• [What is required]
Each line of the entries, from the first to the line containing "equal to it.", is to be transcribed exactly as it stands; include no other lines.

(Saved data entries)

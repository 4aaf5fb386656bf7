//! Parallel variants issuing both recursive calls of every split above the threshold as
//! concurrent fork/join tasks on the [`rayon`] worker pool.

pub mod merge_sort;
pub mod quick_sort;
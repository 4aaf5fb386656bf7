//! Derivative work of [`core::slice::sort`] licensed under `MIT OR Apache-2.0`.
//!
//! [`core::slice::sort`]: https://doc.rust-lang.org/src/core/slice/sort.rs.html

use core::{cmp::Ordering, mem::ManuallyDrop, ptr};
use ndarray::{ArrayView1, ArrayViewMut1};

/// When dropped, copies from `src` into `dest`.
pub(crate) struct CopyOnDrop<T> {
	pub src: *const T,
	pub dest: *mut T,
}

impl<T> Drop for CopyOnDrop<T> {
	fn drop(&mut self) {
		// SAFETY: Construction sites guarantee `src` and `dest` stay valid for the lifetime of
		// the guard and that overwriting `dest` leaks no element.
		unsafe {
			ptr::copy_nonoverlapping(self.src, self.dest, 1);
		}
	}
}

/// Partitions `v` in place around the value of its middle element.
///
/// Returns the split point `mid` such that every element of `v[..mid]` compares less than or
/// equal to the pivot and every element of `v[mid..]` compares greater than or equal to it.
/// The split point strictly separates the range, `0 < mid < len`, so both sides are smaller
/// than `v` and recursion always makes progress, including on runs of elements equal to the
/// pivot, which are split near the middle.
///
/// Scans from both ends, advancing the head cursor over elements less than the pivot and the
/// tail cursor over elements greater than the pivot, swapping out-of-place pairs and stepping
/// both cursors past them, until the cursors cross. The pivot is the lower middle element;
/// with the upper middle, a two-element range whose pivot is the maximum would end the scan
/// with an empty right side.
pub fn partition<T, F>(mut v: ArrayViewMut1<'_, T>, is_less: &mut F) -> usize
where
	F: FnMut(&T, &T) -> bool,
{
	let len = v.len();
	debug_assert!(len >= 2);

	// Read the pivot into a stack-allocated temporary for the duration of the scan. The
	// element itself stays inside `v` and keeps taking part in swaps; the temporary is a
	// shallow copy that is never dropped nor written back, so `v` holds every element exactly
	// once even if `is_less` panics.
	let pivot = unsafe { ManuallyDrop::new(ptr::read(&v[(len - 1) / 2])) };

	let mut head = 0;
	let mut tail = len - 1;
	loop {
		// SAFETY: The head scan stops at the latest on an element not less than the pivot and
		// the tail scan on one not greater. In the first round the pivot's own position bounds
		// both scans; in later rounds the most recently swapped pair does, as the swap leaves
		// an element not greater than the pivot at the old head and one not less at the old
		// tail. Neither cursor leaves `0..len`.
		unsafe {
			let w = v.view();
			while is_less(w.uget(head), &*pivot) {
				head += 1;
			}
			while is_less(&*pivot, w.uget(tail)) {
				tail -= 1;
			}
		}
		if head >= tail {
			return tail + 1;
		}
		v.swap(head, tail);
		head += 1;
		tail -= 1;
	}
}

/// Checks whether each element orders at most like its successor under `compare`.
pub(crate) fn is_sorted<A, F>(v: ArrayView1<'_, A>, mut compare: F) -> bool
where
	F: FnMut(&A, &A) -> Option<Ordering>,
{
	let mut iter = v.iter();
	let Some(mut prev) = iter.next() else {
		return true;
	};
	for next in iter {
		if compare(prev, next).is_none_or(Ordering::is_gt) {
			return false;
		}
		prev = next;
	}
	true
}

#[cfg(feature = "std")]
#[cfg(test)]
mod test {
	use super::partition;
	use ndarray::{Array1, arr1, s};
	use quickcheck_macros::quickcheck;

	#[quickcheck]
	fn splits_strictly_inside(xs: Vec<u32>) {
		if xs.len() < 2 {
			return;
		}
		let mut array = Array1::from_vec(xs);
		let mid = partition(array.view_mut(), &mut u32::lt);
		assert!(mid > 0 && mid < array.len());
		let left = array.slice(s![..mid]);
		let right = array.slice(s![mid..]);
		assert!(left.iter().all(|l| right.iter().all(|r| l <= r)));
	}

	#[test]
	fn all_equal_splits_near_middle() {
		let mut array = arr1(&[4, 4, 4, 4]);
		let mid = partition(array.view_mut(), &mut u32::lt);
		assert_eq!(mid, 2);
		assert_eq!(array, arr1(&[4, 4, 4, 4]));
	}

	#[test]
	fn maximal_pivot_keeps_the_tail() {
		// The pivot is the maximum of the range; the scan must still produce a non-empty
		// right side.
		let mut array = arr1(&[1, 3, 1]);
		let mid = partition(array.view_mut(), &mut u32::lt);
		assert!(mid > 0 && mid < 3);
		let left = array.slice(s![..mid]);
		let right = array.slice(s![mid..]);
		assert!(left.iter().all(|l| right.iter().all(|r| l <= r)));
	}
}
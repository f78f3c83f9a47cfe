//! HTTP response type and body decoding.
//!
//! Every decoding helper on [`Response`] goes through [`Response::bytes`],
//! which drains the body stream once and keeps the data. Calling `text()`
//! after `json()` (or any other combination) never reads the network twice.
//!
//! ```rust
//! use requests_kit::{header, HeaderValue, Response, StatusCode};
//! use serde::Deserialize;
//!
//! #[derive(Deserialize)]
//! struct Item { id: u32 }
//!
//! # async fn example() -> requests_kit::Result<()> {
//! let mut response = Response::new(StatusCode::OK, r#"{"id": 7}"#)
//!     .header(header::CONTENT_TYPE, HeaderValue::from_static("application/json"));
//!
//! let item: Item = response.decode().await?;
//! assert_eq!(item.id, 7);
//! assert_eq!(response.text().await?.as_str(), r#"{"id": 7}"#);
//! # Ok(())
//! # }
//! ```
use crate::{
    body::BodyFrozen,
    multipart::{self, Field},
    Body, BodyError, HttpError, MultipartError, Value,
};
use bytes::Bytes;
use bytestr::ByteStr;
use serde::de::value::SeqDeserializer;
use futures_lite::{AsyncWrite, AsyncWriteExt, StreamExt};
use http::{
    header::{self, GetAll, HeaderName},
    Extensions, HeaderMap, HeaderValue, StatusCode, Version,
};

type ResponseParts = http::response::Parts;

/// Errors from [`Response::decode`].
#[derive(Debug, thiserror::Error)]
#[non_exhaustive]
pub enum DecodeError {
    /// The response has no usable `Content-Type` header.
    #[error("response has no content type")]
    MissingContentType,
    /// The content type is neither JSON nor XML.
    #[error("unsupported response content type `{0}`")]
    UnsupportedContentType(String),
    /// Reading or parsing the body failed.
    #[error(transparent)]
    Body(#[from] BodyError),
    /// The multipart body could not be split into parts.
    #[error(transparent)]
    Multipart(#[from] MultipartError),
    /// The multipart parts do not fit the requested type.
    #[error("failed to decode multipart parts: {0}")]
    Parts(serde::de::value::Error),
}

impl HttpError for DecodeError {
    fn status(&self) -> StatusCode {
        match self {
            Self::MissingContentType | Self::UnsupportedContentType(_) => {
                StatusCode::UNSUPPORTED_MEDIA_TYPE
            }
            Self::Body(error) => error.status(),
            Self::Multipart(error) => error.status(),
            Self::Parts(_) => StatusCode::UNPROCESSABLE_ENTITY,
        }
    }
}

/// An HTTP response: status, headers, extensions and a [`Body`].
#[derive(Debug)]
pub struct Response {
    parts: ResponseParts,
    body: Body,
}

impl From<http::Response<Body>> for Response {
    fn from(response: http::Response<Body>) -> Self {
        let (parts, body) = response.into_parts();
        Self { parts, body }
    }
}

impl From<Response> for http::Response<Body> {
    fn from(response: Response) -> Self {
        Self::from_parts(response.parts, response.body)
    }
}

impl Response {
    /// Creates a response with the given status and body.
    ///
    /// Transports use this (or `From<http::Response<Body>>`) to hand back
    /// what they received.
    pub fn new(status: StatusCode, body: impl Into<Body>) -> Self {
        let mut response = http::Response::new(body.into());
        *response.status_mut() = status;
        response.into()
    }

    /// Creates a `200 OK` response with an empty body.
    pub fn empty() -> Self {
        Self::new(StatusCode::OK, Body::empty())
    }

    /// Returns the status code.
    pub const fn status(&self) -> StatusCode {
        self.parts.status
    }

    /// Sets the status code.
    pub fn set_status(&mut self, status: StatusCode) {
        self.parts.status = status;
    }

    /// Returns the HTTP version.
    pub const fn version(&self) -> Version {
        self.parts.version
    }

    /// Sets the HTTP version.
    pub fn set_version(&mut self, version: Version) {
        self.parts.version = version;
    }

    /// Returns the headers.
    pub const fn headers(&self) -> &HeaderMap {
        &self.parts.headers
    }

    /// Returns the headers mutably.
    pub fn headers_mut(&mut self) -> &mut HeaderMap {
        &mut self.parts.headers
    }

    /// Returns the first value of a header.
    pub fn get_header(&self, name: HeaderName) -> Option<&HeaderValue> {
        self.headers().get(name)
    }

    /// Returns every value of a header, e.g. all `Set-Cookie` lines.
    pub fn get_headers(&self, name: HeaderName) -> GetAll<'_, HeaderValue> {
        self.headers().get_all(name)
    }

    /// Appends a header value, keeping existing values.
    pub fn append_header(&mut self, name: HeaderName, value: HeaderValue) {
        self.headers_mut().append(name, value);
    }

    /// Sets a header value, returning the previous one.
    pub fn insert_header(&mut self, name: HeaderName, value: HeaderValue) -> Option<HeaderValue> {
        self.headers_mut().insert(name, value)
    }

    /// Sets a header and returns the response, for chaining.
    pub fn header(mut self, name: HeaderName, value: HeaderValue) -> Self {
        self.insert_header(name, value);
        self
    }

    /// Returns the extensions map.
    pub const fn extensions(&self) -> &Extensions {
        &self.parts.extensions
    }

    /// Returns the extensions map mutably.
    pub fn extensions_mut(&mut self) -> &mut Extensions {
        &mut self.parts.extensions
    }

    /// Returns the extension of type `T`, if any.
    pub fn get_extension<T: Send + Sync + 'static>(&self) -> Option<&T> {
        self.extensions().get()
    }

    /// Inserts an extension, returning the previous value of the same type.
    pub fn insert_extension<T: Send + Sync + Clone + 'static>(&mut self, extension: T) -> Option<T> {
        self.extensions_mut().insert(extension)
    }

    /// Returns the body.
    pub const fn body(&self) -> &Body {
        &self.body
    }

    /// Returns the body mutably.
    pub fn body_mut(&mut self) -> &mut Body {
        &mut self.body
    }

    /// Takes the body out, leaving a frozen one.
    pub fn take_body(&mut self) -> Result<Body, BodyFrozen> {
        Body::take(&mut self.body)
    }

    /// Replaces the body and returns the previous one.
    pub fn replace_body(&mut self, body: impl Into<Body>) -> Body {
        self.body.replace(body.into())
    }

    /// Parses the `Content-Type` header.
    pub fn get_mime(&self) -> Option<mime::Mime> {
        self.get_header(header::CONTENT_TYPE)?
            .to_str()
            .ok()?
            .parse()
            .ok()
    }

    /// Returns the full body.
    ///
    /// The first call reads the body to the end and keeps the data; later
    /// calls return the kept data without touching the stream. A read error
    /// leaves the body frozen, so retrying reports [`BodyError::BodyFrozen`].
    pub async fn bytes(&mut self) -> Result<Bytes, BodyError> {
        self.body.buffer().await
    }

    /// Returns the full body as UTF-8 text.
    pub async fn text(&mut self) -> Result<ByteStr, BodyError> {
        Ok(ByteStr::from_utf8(self.bytes().await?)?)
    }

    /// Parses the body as JSON, ignoring `Content-Type`.
    pub async fn json<'a, T>(&'a mut self) -> Result<T, BodyError>
    where
        T: serde::Deserialize<'a>,
    {
        self.body.into_json().await
    }

    /// Parses the body as JSON into a [`Value`] tree, ready for
    /// [`find`](crate::find).
    ///
    /// ```rust
    /// use requests_kit::{path, Response, StatusCode};
    ///
    /// # async fn example() -> requests_kit::Result<()> {
    /// let mut response = Response::new(StatusCode::OK, r#"{"data": {"ids": [4, 5]}}"#);
    /// let tree = response.tree().await?;
    /// assert_eq!(tree.find_as::<i64>(&path!["data", "ids", 1]), Some(5));
    /// # Ok(())
    /// # }
    /// ```
    pub async fn tree(&mut self) -> Result<Value, BodyError> {
        let json: serde_json::Value = self.body.into_json().await?;
        Ok(json.into())
    }

    /// Parses the body as XML, ignoring `Content-Type`.
    #[cfg(feature = "xml")]
    pub async fn xml<'a, T>(&'a mut self) -> Result<T, BodyError>
    where
        T: serde::Deserialize<'a>,
    {
        Ok(quick_xml::de::from_str(self.body.as_str().await?)?)
    }

    /// Splits a `multipart/*` body into its parts.
    ///
    /// The boundary is taken from the `Content-Type` header.
    ///
    /// ```rust
    /// use requests_kit::{header, HeaderValue, Response, StatusCode};
    ///
    /// # async fn example() -> requests_kit::Result<()> {
    /// let mut response = Response::new(
    ///     StatusCode::OK,
    ///     "--sep\r\nContent-Disposition: form-data; name=\"id\"\r\n\r\n42\r\n--sep--\r\n",
    /// )
    /// .header(header::CONTENT_TYPE, HeaderValue::from_static("multipart/form-data; boundary=sep"));
    ///
    /// let fields = response.multipart().await?;
    /// assert_eq!(fields[0].name(), Some("id"));
    /// assert_eq!(fields[0].text(), "42");
    /// # Ok(())
    /// # }
    /// ```
    pub async fn multipart(&mut self) -> Result<Vec<Field>, DecodeError> {
        let mime = self.content_type()?;
        if mime.type_() != mime::MULTIPART {
            return Err(DecodeError::UnsupportedContentType(mime.essence_str().to_owned()));
        }
        let boundary = mime
            .get_param(mime::BOUNDARY)
            .ok_or(MultipartError::MissingBoundary)?
            .as_str()
            .to_owned();
        let body = self.bytes().await?;
        Ok(multipart::parse(&body, &boundary)?)
    }

    /// Parses the body according to its `Content-Type`.
    ///
    /// `application/json` and any `+json` type are parsed as JSON.
    /// `application/xml`, `text/xml` and any `+xml` type are parsed as XML
    /// when the `xml` feature is enabled. `multipart/form-data` is split with
    /// [`multipart`](Self::multipart) and the text of each part, in order,
    /// is deserialized as a sequence (e.g. into `Vec<String>`). Every other
    /// type is rejected with [`DecodeError::UnsupportedContentType`] before
    /// the body is read.
    pub async fn decode<T>(&mut self) -> Result<T, DecodeError>
    where
        T: serde::de::DeserializeOwned,
    {
        let mime = self.content_type()?;

        if is_format(&mime, mime::JSON) {
            return Ok(self.json().await?);
        }
        #[cfg(feature = "xml")]
        if is_format(&mime, mime::XML) {
            return Ok(self.xml().await?);
        }
        if mime.type_() == mime::MULTIPART && mime.subtype() == mime::FORM_DATA {
            let texts: Vec<String> = self
                .multipart()
                .await?
                .iter()
                .map(|field| field.text().into_owned())
                .collect();
            let parts = SeqDeserializer::<_, serde::de::value::Error>::new(texts.into_iter());
            return T::deserialize(parts).map_err(DecodeError::Parts);
        }
        Err(DecodeError::UnsupportedContentType(mime.essence_str().to_owned()))
    }

    fn content_type(&self) -> Result<mime::Mime, DecodeError> {
        let raw = self
            .get_header(header::CONTENT_TYPE)
            .ok_or(DecodeError::MissingContentType)?;
        let raw = raw
            .to_str()
            .map_err(|_| DecodeError::UnsupportedContentType(String::from_utf8_lossy(raw.as_bytes()).into_owned()))?;
        raw.parse()
            .map_err(|_| DecodeError::UnsupportedContentType(raw.to_owned()))
    }

    /// Drops the body without reading the rest of it.
    ///
    /// Any data kept by an earlier read is released too.
    pub fn discard(&mut self) {
        self.body.freeze();
    }

    /// Writes the body into `writer` and returns the number of bytes written.
    ///
    /// Data kept by an earlier read is written from memory. Otherwise the
    /// body is streamed chunk by chunk without being kept, and is left frozen.
    pub async fn copy_to<W>(&mut self, mut writer: W) -> Result<u64, BodyError>
    where
        W: AsyncWrite + Unpin,
    {
        let mut written = 0u64;
        if self.body.is_buffered() {
            let data = self.body.buffer().await?;
            writer.write_all(&data).await?;
            written = data.len() as u64;
        } else {
            let mut body = Body::take(&mut self.body)?;
            while let Some(chunk) = body.next().await {
                let chunk = chunk?;
                writer.write_all(&chunk).await?;
                written += chunk.len() as u64;
            }
        }
        writer.flush().await?;
        Ok(written)
    }
}

fn is_format(mime: &mime::Mime, format: mime::Name<'_>) -> bool {
    mime.subtype() == format || mime.suffix() == Some(format)
}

• [Output for this exercise]
repository 4aaf5fb386656bf7
//! Parallel variants issuing both recursive calls of every split above the threshold as
//! concurrent fork/join tasks on the [`rayon`] worker pool.

pub mod merge_sort;
pub mod quick_sort;
repository 4aaf5fb386656bf7
//! Derivative work of [`core::slice::sort`] licensed under `MIT OR Apache-2.0`.
//!
//! [`core::slice::sort`]: https://doc.rust-lang.org/src/core/slice/sort.rs.html

use core::{cmp::Ordering, mem::ManuallyDrop, ptr};
use ndarray::{ArrayView1, ArrayViewMut1};

/// When dropped, copies from `src` into `dest`.
pub(crate) struct CopyOnDrop<T> {
	pub src: *const T,
	pub dest: *mut T,
}

impl<T> Drop for CopyOnDrop<T> {
	fn drop(&mut self) {
		// SAFETY: Construction sites guarantee `src` and `dest` stay valid for the lifetime of
		// the guard and that overwriting `dest` leaks no element.
		unsafe {
			ptr::copy_nonoverlapping(self.src, self.dest, 1);
		}
	}
}

/// Partitions `v` in place around the value of its middle element.
///
/// Returns the split point `mid` such that every element of `v[..mid]` compares less than or
/// equal to the pivot and every element of `v[mid..]` compares greater than or equal to it.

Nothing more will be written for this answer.